# Try this Hitch out for size!



## DSLinc1017 (Sep 27, 2009)

Saw this at a feed producer here in Vermont. Did a double take. Then had to take these pictures just for HT!

Go figure they are right next to a train yard.


----------



## Vol (Jul 5, 2009)

Wow....looks like a boxcar hitch!

Regards, MIke


----------



## thendrix (May 14, 2015)

Me likey


----------



## Wethay (Jul 17, 2015)

looks **** it would work good for both train cars and tailgaters.


----------



## Nate926 (Apr 6, 2014)

I used to be a conductor on the railroad. They have hitches like that to move the cars around so they don't have to call the railroad. To move a car 5' or a 100' it's gonna cost you at least $500 if a crew has to come back out and do an inter plant switch


----------



## PaMike (Dec 7, 2013)

That's the hitch they use to pull the barrel train at the fair. Those little kids are obese now a days...takes a little more grunt than it used to...


----------



## Colby (Mar 5, 2012)

At least they're pulling it with the right color tractor


----------



## mlappin (Jun 25, 2009)

So I must be wrong in my assumption that rail cars are like heavy trucks? Or does that tractor have an onboard compressor to release the air brakes on the rail cars?


----------



## panhandle9400 (Jan 17, 2010)

Colby said:


> At least they're pulling it with the right color tractor


Yep


----------



## Nate926 (Apr 6, 2014)

Rail cars don't work like trucks. They have a bleeder rod on them that releases the air from emergency air reserve tank. Once you pull it you have no brakes at all. Only way to put the brakes back on them is fill the tank with either ground air compressor or the engine. Rail cars also have a mechincal hand brake that you tie the cars brakes down with when you bleed the air off them with a bleeder rod or if cars are off air for along time ie at a customer or in the rail yard they can eventually leak down on there own. If you don't have the hand brakes tied they can and will roll off on there on.


----------



## RuttedField (Apr 24, 2016)

Hey Nate, I worked for the railroad myself. Not a conductor though, worked on the Maintenance of way crew, then at the Engine-house as a Machinist and Yard Hostler. When it comes to sheer horsepower there is nothing like the feel of a locomotive throttling into the 8th notch! Turbos winding up, 400,000 pounds of locomotive thumping up and down from 4000 horsepower...oh yeah I still remember those days.

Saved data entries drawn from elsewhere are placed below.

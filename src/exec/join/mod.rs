// Licensed to the Apache Software Foundation (ASF) under one
// or more contributor license agreements.  See the NOTICE file
// distributed with this work for additional information
// regarding copyright ownership.  The ASF licenses this file
// to you under the Apache License, Version 2.0 (the
// "License"); you may not use this file except in compliance
// with the License.  You may obtain a copy of the License at
//
//   http://www.apache.org/licenses/LICENSE-2.0
//
// Unless required by applicable law or agreed to in writing,
// software distributed under the License is distributed on an
// "AS IS" BASIS, WITHOUT WARRANTIES OR CONDITIONS OF ANY
// KIND, either express or implied.  See the License for the
// specific language governing permissions and limitations
// under the License.
//! In-memory hash join: build/probe engine, strategy dispatch, asof index,
//! cross-join streaming and the non-joined scan.

pub mod asof;
pub mod cross;
pub mod descriptor;
pub mod dict;
pub mod engine;
pub mod error;
pub mod method;
pub mod not_joined;
pub mod row_refs;
pub mod used_flags;

pub(crate) mod probe;
pub(crate) mod table;

pub use asof::AsofInequality;
pub use cross::CrossJoinContinuation;
pub use descriptor::{JoinDescriptor, JoinKind, JoinStrictness, OverflowMode, SizeLimits};
pub use dict::{DictionaryLookup, DictionaryReader};
pub use engine::HashJoin;
pub use error::{JoinError, JoinErrorKind, JoinResult};
pub use method::JoinMethod;
pub use not_joined::NotJoinedReader;
pub use row_refs::RowRef;
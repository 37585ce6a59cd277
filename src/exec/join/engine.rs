// Licensed to the Apache Software Foundation (ASF) under one
// or more contributor license agreements.  See the NOTICE file
// distributed with this work for additional information
// regarding copyright ownership.  The ASF licenses this file
// to you under the Apache License, Version 2.0 (the
// "License"); you may not use this file except in compliance
// with the License.  You may obtain a copy of the License at
//
//   http://www.apache.org/licenses/LICENSE-2.0
//
// Unless required by applicable law or agreed to in writing,
// software distributed under the License is distributed on an
// "AS IS" BASIS, WITHOUT WARRANTIES OR CONDITIONS OF ANY
// KIND, either express or implied.  See the License for the
// specific language governing permissions and limitations
// under the License.
//! In-memory hash-join engine: build-side ingestion and the shared state
//! probed by `join_block`.
//!
//! Responsibilities:
//! - Chooses the table variant from the key profile and builds it
//!   incrementally from right-side chunks.
//! - Diverts null-key and condition-masked rows to the nullmap stash for the
//!   non-joined scan.
//! - Exposes probing, point lookup (`join_get`), storage reuse and size
//!   accounting.
//!
//! Key exported interfaces:
//! - Types: `HashJoin`.

use std::sync::atomic::{AtomicBool, Ordering};
use std::sync::Arc;

use arrow::array::{ArrayRef, BooleanArray, RecordBatch, RecordBatchOptions};
use arrow::datatypes::{DataType, Field, FieldRef, Schema, SchemaRef};

use crate::common::logging::debug;
use crate::exec::chunk::{self, Chunk};
use crate::exec::hash_table::key_view::{
    build_key_views, key_null_mask, strip_dictionary, KeyColumnView,
};
use crate::exec::join::asof::{asof_value, AsofType};
use crate::exec::join::cross::{self, CrossJoinContinuation};
use crate::exec::join::descriptor::{
    maps_kind, needs_used_flags, JoinDescriptor, JoinKind, JoinStrictness,
};
use crate::exec::join::error::{JoinError, JoinResult};
use crate::exec::join::method::{choose_method, JoinMethod};
use crate::exec::join::not_joined::NotJoinedReader;
use crate::exec::join::probe;
use crate::exec::join::row_refs::RowRef;
use crate::exec::join::table::{pack_key, JoinHashTable, MapsKind};
use crate::exec::join::used_flags::UsedFlags;
use crate::runtime::mem_tracker::MemTracker;

/// Right-side state shared between the engine, its probers and any engine
/// reusing the data for a storage join. Immutable once probing starts.
pub(crate) struct JoinedData {
    pub(crate) blocks: Vec<Chunk>,
    pub(crate) table: JoinHashTable,
    /// Rows excluded from the table (null key or failed ON mask) that must
    /// still surface in RIGHT/FULL output: per stored chunk, a bit per row.
    pub(crate) nullmap_stash: Vec<(u32, BooleanArray)>,
    pub(crate) empty: bool,
}
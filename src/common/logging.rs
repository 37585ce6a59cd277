// Licensed to the Apache Software Foundation (ASF) under one
// or more contributor license agreements.  See the NOTICE file
// distributed with this work for additional information
// regarding copyright ownership.  The ASF licenses this file
// to you under the Apache License, Version 2.0 (the
// "License"); you may not use this file except in compliance
// with the License.  You may obtain a copy of the License at
//
//   http://www.apache.org/licenses/LICENSE-2.0
//
// Unless required by applicable law or agreed to in writing,
// software distributed under the License is distributed on an
// "AS IS" BASIS, WITHOUT WARRANTIES OR CONDITIONS OF ANY
// KIND, either express or implied.  See the License for the
// specific language governing permissions and limitations
// under the License.
use std::fmt;
use std::sync::OnceLock;

use chrono::{Datelike, Local, Timelike};
use tracing_subscriber::fmt::format::{FormatEvent, FormatFields, Writer};
use tracing_subscriber::registry::LookupSpan;
use tracing_subscriber::{fmt as tracing_fmt, EnvFilter};

static INIT: OnceLock<()> = OnceLock::new();

struct GlogFormatter;

impl<S, N> FormatEvent<S, N> for GlogFormatter
where
    S: tracing::Subscriber + for<'a> LookupSpan<'a>,
    N: for<'a> FormatFields<'a> + 'static,
{
    fn format_event(
        &self,
        ctx: &tracing_fmt::FmtContext<'_, S, N>,
        mut writer: Writer<'_>,
        event: &tracing::Event<'_>,
    ) -> fmt::Result {
        let metadata = event.metadata();

        let level_char = match *metadata.level() {
            tracing::Level::ERROR => 'E',
            tracing::Level::WARN => 'W',
            tracing::Level::INFO => 'I',
            tracing::Level::DEBUG => 'D',
            tracing::Level::TRACE => 'T',
        };

        let now = Local::now();
        let timestamp = format!(
            "{}{:02}{:02} {:02}:{:02}:{:02}.{:06}",
            now.year() % 10000,
            now.month(),
            now.day(),
            now.hour(),
            now.minute(),
            now.second(),
            now.timestamp_subsec_micros()
        );

        let thread_id = format!("{:?}", std::thread::current().id())
            .trim_start_matches("ThreadId(")
            .trim_end_matches(")")
            .parse::<u64>()
            .unwrap_or(0);

        let file = metadata.file().unwrap_or("unknown");
        let line = metadata.line().unwrap_or(0);

        // glog layout: Lyyyymmdd hh:mm:ss.uuuuuu threadid file:line] message
        write!(
            writer,
            "{}{} {} {}:{}] ",
            level_char, timestamp, thread_id, file, line
        )?;

        ctx.field_format().format_fields(writer.by_ref(), event)?;

        writeln!(writer)
    }
}

pub fn init_with_level(level: &str) {
    INIT.get_or_init(|| {
        let env_filter = EnvFilter::new(level);

        // ANSI codes would appear as garbage when stderr is redirected.
        let use_ansi = atty::is(atty::Stream::Stderr);
        let _ = tracing_fmt()
            .with_env_filter(env_filter)
            .with_writer(std::io::stderr)
            .with_ansi(use_ansi)
            .event_format(GlogFormatter)
            .try_init();
    });
}

pub fn init() {
    init_with_level("info");
}

pub use tracing::{debug, error, info, trace, warn};
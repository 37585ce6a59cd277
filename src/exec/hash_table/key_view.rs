// Licensed to the Apache Software Foundation (ASF) under one
// or more contributor license agreements.  See the NOTICE file
// distributed with this work for additional information
// regarding copyright ownership.  The ASF licenses this file
// to you under the Apache License, Version 2.0 (the
// "License"); you may not use this file except in compliance
// with the License.  You may obtain a copy of the License at
//
//   http://www.apache.org/licenses/LICENSE-2.0
//
// Unless required by applicable law or agreed to in writing,
// software distributed under the License is distributed on an
// "AS IS" BASIS, WITHOUT WARRANTIES OR CONDITIONS OF ANY
// KIND, either express or implied.  See the License for the
// specific language governing permissions and limitations
// under the License.
//! Typed views over join key arrays.
//!
//! A view exposes the per-row operations the join tables need: fixed-width
//! little-endian packing, raw byte access for string-shaped keys, tagged
//! serialization for the fallback method, and integral/floating extraction
//! for the asof index.

use arrow::array::{
    Array, ArrayRef, BooleanArray, Date32Array, Date64Array, Decimal128Array, Decimal256Array,
    FixedSizeBinaryArray, Float32Array, Float64Array, Int16Array, Int32Array, Int64Array,
    Int8Array, StringArray, TimestampMicrosecondArray, TimestampMillisecondArray,
    TimestampNanosecondArray, TimestampSecondArray, UInt16Array, UInt32Array, UInt64Array,
    UInt8Array,
};
use arrow::datatypes::{DataType, TimeUnit};

/// Join keys treat every NaN as one value; collapse payloads to the
/// canonical pattern before the bits are packed, compared or hashed.
fn f64_key_bits(value: f64) -> u64 {
    if value.is_nan() {
        return f64::NAN.to_bits();
    }
    value.to_bits()
}

fn f32_key_bits(value: f32) -> u32 {
    if value.is_nan() {
        return f32::NAN.to_bits();
    }
    value.to_bits()
}

pub(crate) enum KeyColumnView<'a> {
    Boolean(&'a BooleanArray),
    Int8(&'a Int8Array),
    Int16(&'a Int16Array),
    Int32(&'a Int32Array),
    Int64(&'a Int64Array),
    UInt8(&'a UInt8Array),
    UInt16(&'a UInt16Array),
    UInt32(&'a UInt32Array),
    UInt64(&'a UInt64Array),
    Float32(&'a Float32Array),
    Float64(&'a Float64Array),
    Date32(&'a Date32Array),
    Date64(&'a Date64Array),
    TimestampSecond(&'a TimestampSecondArray),
    TimestampMillisecond(&'a TimestampMillisecondArray),
    TimestampMicrosecond(&'a TimestampMicrosecondArray),
    TimestampNanosecond(&'a TimestampNanosecondArray),
    Decimal128(&'a Decimal128Array),
    Decimal256(&'a Decimal256Array),
    Utf8(&'a StringArray),
    FixedSizeBinary(&'a FixedSizeBinaryArray),
}

macro_rules! downcast_view {
    ($array:expr, $array_ty:ty, $name:literal) => {
        $array
            .as_any()
            .downcast_ref::<$array_ty>()
            .ok_or_else(|| format!("failed to downcast to {}", $name))?
    };
}
impl<K: Copy + PartialEq> FixedKeyMap<K> {
    fn new() -> Self {
        Self {
            table: RawTable::new(),
        }
    }

    fn emplace(&mut self, key: K, hash: u64, next_slot: u32) -> (u32, bool) {
        match self
            .table
            .find_or_find_insert_slot(hash, |entry| entry.key == key, |entry| entry.hash)
        {
            Ok(bucket) => (unsafe { bucket.as_ref().slot }, false),
            Err(insert_slot) => {
                let entry = FixedEntry {
                    key,
                    hash,
                    slot: next_slot,
                };
                unsafe {
                    self.table.insert_in_slot(hash, insert_slot, entry);
                }
                (next_slot, true)
            }
        }
    }

    fn find(&self, key: K, hash: u64) -> Option<u32> {
        self.table
            .get(hash, |entry| entry.key == key)
            .map(|entry| entry.slot)
    }

    fn allocated_bytes(&self) -> usize {
        self.table.capacity() * std::mem::size_of::<FixedEntry<K>>()
    }
}

struct BytesEntry {
    key: KeyBytes,
    hash: u64,
    slot: u32,
}

/// Table for string-shaped and serialized keys. Entries hold key locations,
/// either referencing a stored chunk buffer in place or interned in the
/// table's key heap; see [`KeyBytes`].
pub(crate) struct BytesKeyMap {
    table: RawTable<BytesEntry>,
}

impl BytesKeyMap {
    fn new() -> Self {
        Self {
            table: RawTable::new(),
        }
    }

    fn emplace(
        &mut self,
        bytes: &[u8],
        hash: u64,
        next_slot: u32,
        heap: &mut KeyHeap,
        copy: bool,
    ) -> (u32, bool) {
        let result = self.table.find_or_find_insert_slot(
            hash,
            |entry| entry.key.resolve(heap) == bytes,
            |entry| entry.hash,
        );
        match result {
            Ok(bucket) => (unsafe { bucket.as_ref().slot }, false),
            Err(insert_slot) => {
                let key = if copy {
                    heap.intern(bytes)
                } else {
                    KeyBytes::shared(bytes)
                };
                let entry = BytesEntry {
                    key,
                    hash,
                    slot: next_slot,
                };
                unsafe {
                    self.table.insert_in_slot(hash, insert_slot, entry);
                }
                (next_slot, true)
            }
        }
    }

    fn find(&self, bytes: &[u8], hash: u64, heap: &KeyHeap) -> Option<u32> {
        self.table
            .get(hash, |entry| entry.key.resolve(heap) == bytes)
            .map(|entry| entry.slot)
    }

    fn allocated_bytes(&self) -> usize {
        self.table.capacity() * std::mem::size_of::<BytesEntry>()
    }
}

/// One packed probe/build key, produced by [`pack_key`] for the table's
/// method.
pub(crate) enum PackedKey<'a> {
    Fixed8(u8),
    Fixed16(u16),
    Fixed32(u32),
    Fixed64(u64),
    Fixed128(u128),
    Fixed256([u8; 32]),
    /// String-shaped key borrowing the column's data buffer.
    Bytes(&'a [u8]),
    /// Serialized fallback key; always interned into the key heap on insert.
    Serialized(&'a [u8]),
}

impl PackedKey<'_> {
    /// Seeded hash of the packed key. Build and probe share the table's seed,
    /// so equal keys land in the same bucket across both phases.
    pub(crate) fn hash(&self, seed: u64) -> u64 {
        match self {
            Self::Fixed8(k) => mix_key_bits(seed, *k as u64),
            Self::Fixed16(k) => mix_key_bits(seed, *k as u64),
            Self::Fixed32(k) => mix_key_bits(seed, *k as u64),
            Self::Fixed64(k) => mix_key_bits(seed, *k),
            Self::Fixed128(k) => {
                let low = mix_key_bits(seed, *k as u64);
                mix_key_bits(low, (*k >> 64) as u64)
            }
            Self::Fixed256(k) => hash_key_bytes(seed, k),
            Self::Bytes(bytes) | Self::Serialized(bytes) => hash_key_bytes(seed, bytes),
        }
    }
}

/// Per-table random seed so distinct tables never share a hash schedule.
fn random_hash_seed() -> u64 {
    DefaultHashBuilder::default().hash_one(0x9e3779b97f4a7c15u64)
}

/// Murmur-style finalizer over the seeded key bits.
fn mix_key_bits(seed: u64, bits: u64) -> u64 {
    let mut mixed = seed ^ bits;
    mixed ^= mixed >> 33;
    mixed = mixed.wrapping_mul(0xff51afd7ed558ccd);
    mixed ^= mixed >> 33;
    mixed = mixed.wrapping_mul(0xc4ceb9fe1a85ec53);
    mixed ^ (mixed >> 33)
}

/// Word-at-a-time hash for byte-shaped keys. The length is mixed in first so
/// a zero-padded tail cannot collide with a shorter key.
fn hash_key_bytes(seed: u64, bytes: &[u8]) -> u64 {
    let mut hash = mix_key_bits(seed, bytes.len() as u64);
    for chunk in bytes.chunks(8) {
        let mut word = [0u8; 8];
        word[..chunk.len()].copy_from_slice(chunk);
        hash = mix_key_bits(hash, u64::from_le_bytes(word));
    }
    hash
}

pub(crate) enum KeySpace {
    Empty,
    Cross,
    Dict,
    Key8(FixedKeyMap<u8>),
    Key16(FixedKeyMap<u16>),
    Key32(FixedKeyMap<u32>),
    Key64(FixedKeyMap<u64>),
    Keys128(FixedKeyMap<u128>),
    Keys256(FixedKeyMap<[u8; 32]>),
    KeyString(BytesKeyMap),
    KeyFixedString(BytesKeyMap),
    Hashed(BytesKeyMap),
}

impl KeySpace {
    fn for_method(method: JoinMethod) -> Self {
        match method {
            JoinMethod::Empty => Self::Empty,
            JoinMethod::Cross => Self::Cross,
            JoinMethod::Dict => Self::Dict,
            JoinMethod::Key8 => Self::Key8(FixedKeyMap::new()),
            JoinMethod::Key16 => Self::Key16(FixedKeyMap::new()),
            JoinMethod::Key32 => Self::Key32(FixedKeyMap::new()),
            JoinMethod::Key64 => Self::Key64(FixedKeyMap::new()),
            JoinMethod::Keys128 => Self::Keys128(FixedKeyMap::new()),
            JoinMethod::Keys256 => Self::Keys256(FixedKeyMap::new()),
            JoinMethod::KeyString => Self::KeyString(BytesKeyMap::new()),
            JoinMethod::KeyFixedString => Self::KeyFixedString(BytesKeyMap::new()),
            JoinMethod::Hashed => Self::Hashed(BytesKeyMap::new()),
        }
    }

    fn allocated_bytes(&self) -> usize {
        match self {
            Self::Empty | Self::Cross | Self::Dict => 0,
            Self::Key8(map) => map.allocated_bytes(),
            Self::Key16(map) => map.allocated_bytes(),
            Self::Key32(map) => map.allocated_bytes(),
            Self::Key64(map) => map.allocated_bytes(),
            Self::Keys128(map) => map.allocated_bytes(),
            Self::Keys256(map) => map.allocated_bytes(),
            Self::KeyString(map) | Self::KeyFixedString(map) | Self::Hashed(map) => {
                map.allocated_bytes()
            }
        }
    }
}

/// Payload shape: a single row, a row chain, or a per-key asof index.
#[derive(Clone, Copy, Debug, PartialEq, Eq)]
pub(crate) enum MapsKind {
    One,
    All,
    Asof,
}

pub(crate) enum Payloads {
    One(Vec<RowRef>),
    All(Vec<RowRefList>),
    Asof(Vec<AsofIndex>),
}

impl Payloads {
    fn len(&self) -> usize {
        match self {
            Self::One(rows) => rows.len(),
            Self::All(lists) => lists.len(),
            Self::Asof(indexes) => indexes.len(),
        }
    }

    fn allocated_bytes(&self) -> usize {
        match self {
            Self::One(rows) => rows.capacity() * std::mem::size_of::<RowRef>(),
            Self::All(lists) => lists.capacity() * std::mem::size_of::<RowRefList>(),
            Self::Asof(indexes) => indexes
                .iter()
                .map(|index| index.len() * (std::mem::size_of::<RowRef>() + 16))
                .sum(),
        }
    }
}

pub(crate) struct JoinHashTable {
    keys: KeySpace,
    payloads: Payloads,
    arena: RowRefArena,
    key_heap: KeyHeap,
    asof_type: Option<AsofType>,
    /// String keys borrow the stored chunk buffers unless the stored layout
    /// drops the key columns, in which case they are interned into the heap.
    copy_string_keys: bool,
    hash_seed: u64,
    total_rows: usize,
}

Bob Sieger has a song called "Roll me away" where he says, "was out on the northern plains and just rolled that power on". He was referring to a motorcycle, but I fondly remember being up there on those trains and feeling the same way.

Because tugboats have locomotive engines in them, I went from the railroad to working aboard tugs as an engineer (ran the engineer room in what the railroad would call a machinist), and then to building US Navy Destroyers as a welder. Kind of an odd career path, but that is how it turned out.

I think I prefer dry land though; I looked at the space between my toes and do not see any webbed feet if that is an indication.


----------



## Nate926 (Apr 6, 2014)

Sounds like you have had a heck of a career path!! I lost my job last October. Where I worked we hauled 75% utility coal, so when Obama destroyed coal he destroyed my job. Me and 300 other men and women lost our job. CSX came in and just shut it all down and locked the doors. But God has a plan for us all so I'm ok with it! Life has slowed down for me a lot since leaving the railroad and I'm enjoy it one day at a time.


----------



## RuttedField (Apr 24, 2016)

Don't get me started on Obama and his hatred for coal. I worked mostly out of the Powder River Basin (Wyoming) so I know what you mean by coal dominating the industry. I also burn coal myself even though this is Maine and we are the most heavily forested state in the nation!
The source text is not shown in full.